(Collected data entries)
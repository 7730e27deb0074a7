use std::io::Write;
use std::path::{Path, PathBuf};

use async_trait::async_trait;
use tempfile::NamedTempFile;
use tracing::debug;

use crate::history::store::{HistoryStore, StoreError};

/// Stores the history array as a JSON file on disk.
///
/// Writes land in a temp file next to the target and are renamed over it, so a
/// crash mid-write leaves the previous history intact.
#[derive(Debug, Clone)]
pub struct FileHistoryStore {
    path: PathBuf,
}

impl FileHistoryStore {
    pub fn new(path: impl Into<PathBuf>) -> Self {
        Self { path: path.into() }
    }
}

fn write_atomically(path: &Path, raw: &str) -> Result<(), StoreError> {
    let dir = match path.parent() {
        Some(parent) if !parent.as_os_str().is_empty() => parent.to_path_buf(),
        _ => PathBuf::from("."),
    };
    std::fs::create_dir_all(&dir)?;

    let mut tmp = NamedTempFile::new_in(&dir)?;
    tmp.write_all(raw.as_bytes())?;
    tmp.flush()?;
    tmp.persist(path).map_err(|e| e.error)?;
    Ok(())
}

#[async_trait]
impl HistoryStore for FileHistoryStore {
    async fn load(&self) -> Result<Option<String>, StoreError> {
        match tokio::fs::read_to_string(&self.path).await {
            Ok(raw) => Ok(Some(raw)),
            Err(e) if e.kind() == std::io::ErrorKind::NotFound => {
                debug!("No history file at {}", self.path.display());
                Ok(None)
            }
            Err(e) => Err(e.into()),
        }
    }

    async fn save(&self, raw: &str) -> Result<(), StoreError> {
        let path = self.path.clone();
        let raw = raw.to_string();
        tokio::task::spawn_blocking(move || write_atomically(&path, &raw))
            .await
            .map_err(std::io::Error::other)?
    }

    fn backend(&self) -> &'static str {
        "file"
    }
}

#[cfg(test)]
mod tests {
    use super::*;

    #[tokio::test]
    async fn test_missing_file_reads_as_none() {
        let dir = tempfile::tempdir().unwrap();
        let store = FileHistoryStore::new(dir.path().join("history.json"));
        assert!(store.load().await.unwrap().is_none());
    }

    #[tokio::test]
    async fn test_save_creates_parent_dirs_and_round_trips() {
        let dir = tempfile::tempdir().unwrap();
        let path = dir.path().join("nested").join("history.json");
        let store = FileHistoryStore::new(&path);

        store.save("[]").await.unwrap();
        store.save(r#"[{"id":"analysis_1"}]"#).await.unwrap();

        assert_eq!(
            store.load().await.unwrap().as_deref(),
            Some(r#"[{"id":"analysis_1"}]"#)
        );
        assert!(path.exists());
    }
}
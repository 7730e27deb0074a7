//! Company inference and interview round mapping.

use serde::{Deserialize, Serialize};

use crate::analysis::skills::{SkillCategory, SkillExtraction};

/// Employer archetype. `Startup` is only produced when no company was given.
#[derive(Debug, Clone, Copy, PartialEq, Eq, Serialize, Deserialize)]
pub enum CompanyType {
    Enterprise,
    #[serde(rename = "Startup / Mid-Size")]
    StartupMidSize,
    Startup,
}

/// Inferred employer profile.
///
/// The no-company profile carries neither `size` nor `industry`; those keys are
/// omitted from the serialized form rather than written as null.
#[derive(Debug, Clone, PartialEq, Eq, Serialize, Deserialize)]
pub struct CompanyIntel {
    #[serde(rename = "type")]
    pub company_type: CompanyType,
    #[serde(default, skip_serializing_if = "Option::is_none")]
    pub size: Option<String>,
    #[serde(default, skip_serializing_if = "Option::is_none")]
    pub industry: Option<String>,
    pub focus: String,
}

/// A single interview stage.
#[derive(Debug, Clone, PartialEq, Eq, Serialize, Deserialize)]
pub struct Round {
    pub name: String,
    pub details: String,
    pub why: String,
}

const ENTERPRISE_ROSTER: &[&str] = &[
    "Google",
    "Microsoft",
    "Amazon",
    "TCS",
    "Infosys",
    "Wipro",
    "Accenture",
    "Cognizant",
    "IBM",
    "Oracle",
    "Cisco",
    "Intel",
    "Samsung",
    "Capgemini",
    "HCL",
    "Deloitte",
    "JPMorgan",
    "Goldman Sachs",
    "Flipkart",
    "Walmart",
];

/// Classifies a company name as enterprise or startup by roster substring match.
pub fn infer_company(name: &str) -> CompanyIntel {
    if name.is_empty() {
        return CompanyIntel {
            company_type: CompanyType::Startup,
            size: None,
            industry: None,
            focus: "Practical execution & Speed".to_string(),
        };
    }

    let clean = name.trim().to_lowercase();
    let is_enterprise = ENTERPRISE_ROSTER
        .iter()
        .any(|known| clean.contains(&known.to_lowercase()));

    if is_enterprise {
        CompanyIntel {
            company_type: CompanyType::Enterprise,
            size: Some("2000+ Employees".to_string()),
            industry: Some("Technology / Services".to_string()),
            focus: "DSA, Scalability, and Core CS Fundamentals".to_string(),
        }
    } else {
        CompanyIntel {
            company_type: CompanyType::StartupMidSize,
            size: Some("< 500 Employees".to_string()),
            industry: Some("Product / Tech".to_string()),
            focus: "Practical Building, Framework Depth, and Agility".to_string(),
        }
    }
}

fn round(name: &str, details: &str, why: &str) -> Round {
    Round {
        name: name.to_string(),
        details: details.to_string(),
        why: why.to_string(),
    }
}

/// Maps a company archetype to its expected interview rounds.
///
/// Enterprise output is fixed. For every other archetype only the first round's
/// details depend on whether web skills were detected.
pub fn generate_round_mapping(company_type: CompanyType, skills: &SkillExtraction) -> Vec<Round> {
    if company_type == CompanyType::Enterprise {
        return vec![
            round(
                "Round 1: Online Assessment",
                "Aptitude (Quant/Verbal) + 2 DSA Coding Problems (Easy/Medium)",
                "Filters candidates on raw problem-solving speed and logical ability.",
            ),
            round(
                "Round 2: Technical Interview I",
                "DSA (Medium/Hard) + CS Fundamentals (OS/DBMS)",
                "Validates strong engineering basics required for scale.",
            ),
            round(
                "Round 3: Technical Interview II",
                "System Design (LLD) + Project Deep Dive",
                "Checks ability to write clean, maintainable code in realistic scenarios.",
            ),
            round(
                "Round 4: Managerial / HR",
                "Behavioral Questions + value fit",
                "Ensures cultural alignment and long-term retention.",
            ),
        ];
    }

    let screening_details = if skills.has(SkillCategory::Web) {
        "Build a small feature (React/Node) or Take-home assignment"
    } else {
        "Practical Coding challenge (Logic + API)"
    };

    vec![
        round(
            "Round 1: Screening / Machine Coding",
            screening_details,
            "Proves you can build actual products, not just invert binary trees.",
        ),
        round(
            "Round 2: Technical Deep Dive",
            "Framework internals + Architecture discussion",
            "Ensures you understand the tools you use, not just how to copy-paste.",
        ),
        round(
            "Round 3: Founder / Culture Fit",
            "Product sense + Ownership mentality",
            "Startups need self-starters who care about the product vision.",
        ),
    ]
}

## ACTIVITY
Reproduce every line above that contains the string "struct".

## YOUR RESPONSE
pub struct FileHistoryStore {
pub struct CompanyIntel {
pub struct Round {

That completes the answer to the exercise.